- [Brief] Keep only the lines of the material below that contain the word "flavour". Copy those lines.

- [Source material]
• • • • •

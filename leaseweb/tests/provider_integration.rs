use leaseweb::models::public_cloud::{ContractResourceModel, ImageResourceModel, InstanceResourceModel};
use leaseweb::LeasewebProvider;
use mockito::{Matcher, Server};
use tfplug::context::Context;
use tfplug::data_source::{
    ConfigureDataSourceRequest, DataSource, DataSourceWithConfigure, ReadDataSourceRequest,
};
use tfplug::provider::{ConfigureProviderRequest, Provider};
use tfplug::resource::{
    ConfigureResourceRequest, CreateResourceRequest, DeleteResourceRequest, ReadResourceRequest,
    Resource, ResourceWithConfigure,
};
use tfplug::types::{AttributePath, Dynamic, DynamicValue};
use tfplug::value::{FromDynamic, ToDynamic};
use tfplug::Value;

const TOKEN: &str = "integration-token";
const INSTANCE_ID: &str = "5d7f8262-d77f-4476-8da8-6a84f8f2ae8d";
const INSTANCE_PATH: &str = "/publicCloud/v1/instances/5d7f8262-d77f-4476-8da8-6a84f8f2ae8d";

fn provider_block(server: &Server) -> DynamicValue {
    let mut config = DynamicValue::object();
    for (name, value) in [
        ("token", TOKEN.to_string()),
        ("host", server.host_with_port()),
        ("scheme", "http".to_string()),
    ] {
        config
            .set_string(&AttributePath::new(name), value)
            .unwrap();
    }
    config
}

fn configure_request(server: &Server) -> ConfigureProviderRequest {
    ConfigureProviderRequest {
        terraform_version: "1.9.0".to_string(),
        config: provider_block(server),
    }
}

const RESOURCES_JSON: &str = r#"{
    "cpu": {"value": 1, "unit": "vCPU"},
    "memory": {"value": 4, "unit": "GiB"},
    "publicNetworkSpeed": {"value": 1000, "unit": "Mbps"},
    "privateNetworkSpeed": {"value": 1000, "unit": "Mbps"}
}"#;

fn instance_body(state: &str) -> String {
    format!(
        r#"{{
        "id": "{INSTANCE_ID}",
        "type": "lsw.m3.large",
        "resources": {RESOURCES_JSON},
        "region": "eu-west-3",
        "reference": "integration",
        "image": {{"id": "DEBIAN_12_64BIT", "name": "Debian 12 (x86_64)", "family": "linux", "flavour": "debian", "custom": false}},
        "state": "{state}",
        "rootDiskSize": 5,
        "rootDiskStorageType": "LOCAL",
        "ips": [{{"ip": "10.0.0.1", "prefixLength": "32", "version": 4, "nullRouted": false, "mainIp": true, "networkType": "PUBLIC"}}],
        "startedAt": null,
        "contract": {{"billingFrequency": 0, "term": 0, "type": "HOURLY", "state": "ACTIVE"}}
    }}"#
    )
}

fn planned_instance() -> InstanceResourceModel {
    InstanceResourceModel {
        id: Value::unknown(),
        region: Value::known("eu-west-3".to_string()),
        reference: Value::known("integration".to_string()),
        image: Value::known(ImageResourceModel {
            id: Value::known("DEBIAN_12_64BIT".to_string()),
            name: Value::unknown(),
            family: Value::unknown(),
            flavour: Value::unknown(),
            custom: Value::unknown(),
        }),
        state: Value::unknown(),
        instance_type: Value::known("lsw.m3.large".to_string()),
        root_disk_size: Value::unknown(),
        root_disk_storage_type: Value::known("LOCAL".to_string()),
        ips: Value::unknown(),
        started_at: Value::unknown(),
        contract: Value::known(ContractResourceModel {
            billing_frequency: Value::known(0),
            term: Value::known(0),
            contract_type: Value::known("HOURLY".to_string()),
            ends_at: Value::unknown(),
            state: Value::unknown(),
        }),
        market_app_id: Value::unknown(),
        ssh_key: Value::null(),
    }
}

#[tokio::test(flavor = "multi_thread")]
async fn public_cloud_instance_lifecycle_with_mock_server() {
    tfplug::try_init_logging("leaseweb=debug");
    let mut server = Server::new_async().await;

    let _types = server
        .mock("GET", "/publicCloud/v1/instanceTypes")
        .match_header("X-LSW-Auth", TOKEN)
        .match_query(Matcher::UrlEncoded("region".into(), "eu-west-3".into()))
        .with_body(format!(
            r#"{{"instanceTypes": [{{
                "name": "lsw.m3.large",
                "resources": {RESOURCES_JSON},
                "prices": {{
                    "currency": "EUR",
                    "currencySymbol": "€",
                    "compute": {{"hourlyPrice": "0.02", "monthlyPrice": "12"}},
                    "storage": {{
                        "local": {{"hourlyPrice": "0", "monthlyPrice": "0"}},
                        "central": {{"hourlyPrice": "0", "monthlyPrice": "0"}}
                    }}
                }},
                "storageTypes": ["LOCAL", "CENTRAL"]
            }}], "_metadata": {{"totalCount": 1, "limit": 50, "offset": 0}}}}"#
        ))
        .create_async()
        .await;
    let launch = server
        .mock("POST", "/publicCloud/v1/instances")
        .match_header("X-LSW-Auth", TOKEN)
        .match_body(Matcher::PartialJson(serde_json::json!({
            "imageId": "DEBIAN_12_64BIT",
            "contractType": "HOURLY",
            "rootDiskStorageType": "LOCAL"
        })))
        .with_status(201)
        .with_body(instance_body("CREATING"))
        .create_async()
        .await;
    let _get = server
        .mock("GET", INSTANCE_PATH)
        .with_body(instance_body("RUNNING"))
        .create_async()
        .await;
    let terminate = server
        .mock("DELETE", INSTANCE_PATH)
        .with_status(204)
        .create_async()
        .await;

    let mut provider = LeasewebProvider::new();
    let configured = provider
        .configure(Context::new(), configure_request(&server))
        .await;
    assert!(configured.diagnostics.is_empty(), "{}", configured.diagnostics);

    let factories = provider.resources();
    let mut resource = factories["leaseweb_public_cloud_instance"]();
    let response = resource
        .configure(
            Context::new(),
            ConfigureResourceRequest {
                provider_data: configured.provider_data.clone(),
            },
        )
        .await;
    assert!(response.diagnostics.is_empty());

    let planned = DynamicValue::new(planned_instance().to_dynamic());
    let created = resource
        .create(
            Context::new(),
            CreateResourceRequest {
                type_name: "leaseweb_public_cloud_instance".to_string(),
                planned_state: planned.clone(),
                config: planned,
            },
        )
        .await;
    assert!(created.diagnostics.is_empty(), "{}", created.diagnostics);
    assert_eq!(
        created.new_state.get_string(&AttributePath::new("id")).unwrap(),
        INSTANCE_ID
    );
    launch.assert_async().await;

    let read = resource
        .read(
            Context::new(),
            ReadResourceRequest {
                type_name: "leaseweb_public_cloud_instance".to_string(),
                current_state: created.new_state.clone(),
            },
        )
        .await;
    let state = read.new_state.expect("instance still exists");
    let model = InstanceResourceModel::from_dynamic(&state.value, &AttributePath::root()).unwrap();
    assert_eq!(model.state, Value::known("RUNNING".to_string()));
    assert_eq!(model.root_disk_size, Value::known(5));
    assert!(model.ssh_key.is_null());

    let deleted = resource
        .delete(
            Context::new(),
            DeleteResourceRequest {
                type_name: "leaseweb_public_cloud_instance".to_string(),
                prior_state: state,
            },
        )
        .await;
    assert!(deleted.diagnostics.is_empty(), "{}", deleted.diagnostics);
    terminate.assert_async().await;
}

#[tokio::test(flavor = "multi_thread")]
async fn dedicated_servers_data_source_lists_ids() {
    let mut server = Server::new_async().await;
    let _list = server
        .mock("GET", "/bareMetals/v2/servers")
        .match_header("X-LSW-Auth", TOKEN)
        .match_query(Matcher::UrlEncoded("reference".into(), "web".into()))
        .with_body(
            r#"{"servers": [{"id": "111"}, {"id": "222"}],
                "_metadata": {"totalCount": 2, "limit": 50, "offset": 0}}"#,
        )
        .create_async()
        .await;

    let mut provider = LeasewebProvider::new();
    let configured = provider
        .configure(Context::new(), configure_request(&server))
        .await;

    let factories = provider.data_sources();
    let mut data_source = factories["leaseweb_dedicated_servers"]();
    data_source
        .configure(
            Context::new(),
            ConfigureDataSourceRequest {
                provider_data: configured.provider_data,
            },
        )
        .await;

    let mut config = DynamicValue::object();
    config
        .set_string(&AttributePath::new("reference"), "web".to_string())
        .unwrap();

    let response = data_source
        .read(
            Context::new(),
            ReadDataSourceRequest {
                type_name: "leaseweb_dedicated_servers".to_string(),
                config,
            },
        )
        .await;

    assert!(response.diagnostics.is_empty(), "{}", response.diagnostics);
    assert_eq!(
        response.state.get(&AttributePath::new("ids")).unwrap(),
        &Dynamic::List(vec![
            Dynamic::String("111".to_string()),
            Dynamic::String("222".to_string()),
        ])
    );
}

#[tokio::test]
async fn resources_report_missing_configuration() {
    let provider = LeasewebProvider::new();

    let factories = provider.resources();
    let resource = factories["leaseweb_dedicated_server"]();
    let response = resource
        .read(
            Context::new(),
            ReadResourceRequest {
                type_name: "leaseweb_dedicated_server".to_string(),
                current_state: DynamicValue::object(),
            },
        )
        .await;

    assert_eq!(response.diagnostics.errors[0].summary, "Provider not configured");
}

• • • • •

- [Task output]
        "image": {{"id": "DEBIAN_12_64BIT", "name": "Debian 12 (x86_64)", "family": "linux", "flavour": "debian", "custom": false}},
            flavour: Value::unknown(),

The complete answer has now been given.